I have a simple project with the following directory structure.
HelloCMake (directory)
|--CMakeLists.txt
|--main.cpp
|
|--HelloDll (directory)
|--CMakeLists.txt
|--hw1.hpp
|--hw1.cpp
The intent is to create a DLL out of hw1.cpp
and call one of its functions from main.cpp
, both functions printing their hello world (main or dll)
respectively.
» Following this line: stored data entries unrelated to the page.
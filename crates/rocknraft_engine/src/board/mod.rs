//! The board: rafts on a grid, two seats and the rules that move them.

mod deal;
mod matching;
mod slide;
mod turn;

pub use matching::{MatchOutcome, Selection};
pub use slide::SlideMove;
pub use turn::{TurnAdvance, TurnReport};

use crate::SessionKey;
use crate::cell::{Cell, OccupiedCell};
use crate::config::{BoardConfig, Difficulty};
use crate::error::{BoardError, BoardResult};
use crate::marker::{Marker, MarkerId};
use crate::player::{Player, UserId};
use rand::prelude::*;
use rand::rngs::SmallRng;
use std::collections::HashMap;
use tracing::{info, instrument};

/// A single game: the grid, both seats and the turn state.
///
/// All mutation goes through the public operations, each of which either
/// fully applies or returns an error without touching the board.
#[derive(Debug, Clone)]
pub struct Board {
    session_key: SessionKey,
    width: usize,
    height: usize,
    difficulty: Difficulty,
    empty_cells: usize,
    players: [Player; 2],
    /// Sorted by position between operations.
    cells: Vec<Cell>,
    pending: Option<MatchOutcome>,
    last_slides: Vec<SlideMove>,
    rng: SmallRng,
}

impl Board {
    /// Deals a fresh board.
    ///
    /// # Errors
    ///
    /// [`BoardError::InvalidConfiguration`] when the grid cannot hold a
    /// pairable deal or the seats are unusable.
    #[instrument(skip(players), fields(session_key = %session_key))]
    pub fn new(
        session_key: SessionKey,
        config: BoardConfig,
        players: [Player; 2],
    ) -> BoardResult<Self> {
        let total_ids = validate_config(&config)?;
        let players = seat_players(players)?;

        let mut rng = SmallRng::seed_from_u64(config.seed.unwrap_or_else(rand::random));
        let cells = deal::deal_cells(&config, total_ids, &mut rng);

        let board = Self {
            session_key,
            width: config.width,
            height: config.height,
            difficulty: config.difficulty,
            empty_cells: config.empty_cells,
            players,
            cells,
            pending: None,
            last_slides: Vec::new(),
            rng,
        };

        info!(
            width = board.width,
            height = board.height,
            difficulty = %board.difficulty,
            marker_ids = total_ids,
            "Board dealt"
        );
        Ok(board)
    }

    /// Builds a board from an explicit layout.
    ///
    /// `layout[p]` describes position `p`: `None` is open water, `Some(ids)`
    /// a raft with those rock numbers in slot order.
    ///
    /// # Errors
    ///
    /// [`BoardError::InvalidConfiguration`] unless every raft has the same
    /// 3, 4 or 5 distinct ids, each id appears exactly twice, and there is at
    /// least one open-water position.
    #[instrument(skip(players, layout), fields(session_key = %session_key))]
    pub fn from_layout(
        session_key: SessionKey,
        width: usize,
        height: usize,
        players: [Player; 2],
        layout: Vec<Option<Vec<u32>>>,
    ) -> BoardResult<Self> {
        if layout.len() != width.saturating_mul(height) {
            return Err(invalid(format!(
                "layout has {} cells, grid is {}x{}",
                layout.len(),
                width,
                height
            )));
        }

        let arity = layout
            .iter()
            .flatten()
            .map(Vec::len)
            .next()
            .ok_or_else(|| invalid("layout has no rafts".to_string()))?;
        let difficulty = Difficulty::from_arity(arity)
            .ok_or_else(|| invalid(format!("rafts carry {} rocks, expected 3, 4 or 5", arity)))?;

        let mut counts: HashMap<u32, usize> = HashMap::new();
        let mut cells = Vec::with_capacity(layout.len());
        for (position, slot) in layout.into_iter().enumerate() {
            match slot {
                None => cells.push(Cell::Empty { position }),
                Some(ids) => {
                    if ids.len() != arity {
                        return Err(invalid(format!(
                            "raft {} carries {} rocks, expected {}",
                            position,
                            ids.len(),
                            arity
                        )));
                    }
                    for (i, id) in ids.iter().enumerate() {
                        if ids[..i].contains(id) {
                            return Err(invalid(format!(
                                "raft {} carries rock {} twice",
                                position, id
                            )));
                        }
                        *counts.entry(*id).or_default() += 1;
                    }
                    let markers = ids.into_iter().map(|id| Marker::new(MarkerId(id))).collect();
                    cells.push(Cell::Occupied(OccupiedCell::new(position, markers)));
                }
            }
        }

        if let Some((id, count)) = counts.iter().find(|&(_, &count)| count != 2) {
            return Err(invalid(format!(
                "rock {} appears {} times, expected 2",
                id, count
            )));
        }

        let empty_cells = cells.iter().filter(|cell| cell.is_empty()).count();
        let config = BoardConfig::new(difficulty)
            .with_size(width, height)
            .with_empty_cells(empty_cells);
        validate_config(&config)?;
        let players = seat_players(players)?;

        info!(width, height, difficulty = %difficulty, "Board loaded from layout");
        Ok(Self {
            session_key,
            width,
            height,
            difficulty,
            empty_cells,
            players,
            cells,
            pending: None,
            last_slides: Vec::new(),
            rng: SmallRng::seed_from_u64(rand::random()),
        })
    }

    /// Replaces the slide RNG with a seeded one.
    pub fn with_seed(mut self, seed: u64) -> Self {
        self.rng = SmallRng::seed_from_u64(seed);
        self
    }

    /// Session key this board was created under.
    pub fn session_key(&self) -> &SessionKey {
        &self.session_key
    }

    /// Grid columns.
    pub fn width(&self) -> usize {
        self.width
    }

    /// Grid rows.
    pub fn height(&self) -> usize {
        self.height
    }

    /// Total grid positions.
    pub fn total_cells(&self) -> usize {
        self.width * self.height
    }

    /// Rocks per raft.
    pub fn difficulty(&self) -> Difficulty {
        self.difficulty
    }

    /// Open-water positions.
    pub fn empty_cell_count(&self) -> usize {
        self.empty_cells
    }

    /// Both seats, first player first.
    pub fn players(&self) -> &[Player; 2] {
        &self.players
    }

    /// The seat holding the turn.
    pub fn current_player(&self) -> &Player {
        &self.players[self.turn_index()]
    }

    /// External ids of the seated humans.
    pub fn participant_ids(&self) -> Vec<&UserId> {
        self.players.iter().filter_map(Player::user_id).collect()
    }

    /// All cells in position order.
    pub fn cells(&self) -> &[Cell] {
        &self.cells
    }

    /// The cell at `position`.
    ///
    /// # Errors
    ///
    /// [`BoardError::CellNotFound`] outside the grid.
    pub fn cell(&self, position: usize) -> BoardResult<&Cell> {
        self.cells
            .get(position)
            .filter(|cell| cell.position() == position)
            .ok_or(BoardError::CellNotFound(position))
    }

    /// Rafts that still have hidden rocks, in position order.
    pub fn selectable_cells(&self) -> impl Iterator<Item = &OccupiedCell> {
        self.cells
            .iter()
            .filter_map(Cell::as_occupied)
            .filter(|raft| !raft.all_revealed())
    }

    /// Swaps made by the most recent slide step.
    pub fn last_slides(&self) -> &[SlideMove] {
        &self.last_slides
    }

    /// Whether every rock on every raft has been matched.
    pub fn is_complete(&self) -> bool {
        self.cells
            .iter()
            .filter_map(Cell::as_occupied)
            .all(OccupiedCell::all_revealed)
    }

    pub(crate) fn turn_index(&self) -> usize {
        if self.players[0].has_turn() { 0 } else { 1 }
    }

    /// Index into `cells` of whatever sits at `position` right now.
    ///
    /// Unlike [`Board::cell`] this does not rely on the sort order, so it is
    /// safe to use in the middle of a slide step.
    fn index_at(&self, position: usize) -> Option<usize> {
        self.cells.iter().position(|cell| cell.position() == position)
    }
}

impl std::fmt::Display for Board {
    fn fmt(&self, f: &mut std::fmt::Formatter<'_>) -> std::fmt::Result {
        write!(
            f,
            "Board(Session: {}, Size: {}x{}, Players: {}, {})",
            self.session_key, self.width, self.height, self.players[0], self.players[1]
        )
    }
}

fn invalid(message: String) -> BoardError {
    BoardError::InvalidConfiguration(message)
}

/// Checks that the grid holds a pairable deal and returns its distinct
/// rock count.
fn validate_config(config: &BoardConfig) -> BoardResult<u32> {
    if config.width == 0 || config.height == 0 {
        return Err(invalid(format!(
            "grid {}x{} has no cells",
            config.width, config.height
        )));
    }
    let total = config.width.checked_mul(config.height).ok_or_else(|| {
        invalid(format!("grid {}x{} is too large", config.width, config.height))
    })?;
    if config.empty_cells == 0 {
        return Err(invalid("at least one open-water position is required".to_string()));
    }
    if config.empty_cells >= total {
        return Err(invalid(format!(
            "{} open-water positions leave no rafts on a {} cell grid",
            config.empty_cells, total
        )));
    }
    let occupied = total - config.empty_cells;
    if occupied < 2 {
        return Err(invalid(format!(
            "{} raft cannot hold a pair split across rafts",
            occupied
        )));
    }
    let arity = config.difficulty.arity();
    let markers = occupied
        .checked_mul(arity)
        .ok_or_else(|| invalid(format!("{} rafts carry too many rocks", occupied)))?;
    if markers % 2 != 0 {
        return Err(invalid(format!(
            "{} rafts with {} rocks each cannot be paired",
            occupied, arity
        )));
    }
    u32::try_from(markers / 2)
        .map_err(|_| invalid(format!("{} rock numbers do not fit the id range", markers / 2)))
}

/// Checks the seats and hands the first one the turn.
fn seat_players(mut players: [Player; 2]) -> BoardResult<[Player; 2]> {
    if players[0].is_surrogate() {
        return Err(invalid("the first player cannot be a surrogate".to_string()));
    }
    if let (Some(a), Some(b)) = (players[0].user_id(), players[1].user_id()) {
        if a == b {
            return Err(invalid(format!("user {} cannot play against themself", a)));
        }
    }
    players[0].set_turn(true);
    players[1].set_turn(false);
    Ok(players)
}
HelloCMake\CMakeLists.txt
has:
cmake_minimum_required(VERSION 3.6)
project (HelloDll)
add_subdirectory (HelloDll)
set(CMAKE_LIBRARY_OUTPUT_DIRECTORY ${CMAKE_BINARY_DIR}/${CMAKE_BUILD_TYPE})
set(CMAKE_RUNTIME_OUTPUT_DIRECTORY ${CMAKE_BINARY_DIR}/${CMAKE_BUILD_TYPE})
# the above facilitates running / debugging the program from VS without install
add_executable (hw1 main.cpp)
target_link_libraries (hw1 hw1Dll)
Now HelloDll\CMakeLists.txt
:
add_library (hw1Dll SHARED hw1.cpp hw1.hpp)
set_target_properties (hw1Dll PROPERTIES WINDOWS_EXPORT_ALL_SYMBOLS TRUE)
Let's say I modify hw1.cpp
to print from 2 dll hello world
and build, and do Ctrl+F5 to run the program, it prints from 1 dll hello world
, the previous version. I can see that the latest dll was not copied. If I perform another build, it copies the latest dll and I see the right output.
I have tried solutions from other posts to no avail. The current one is from how do I make cmake output into a 'bin' dir?. What am I missing? I am sure it's something embarrassingly simple. Thanks.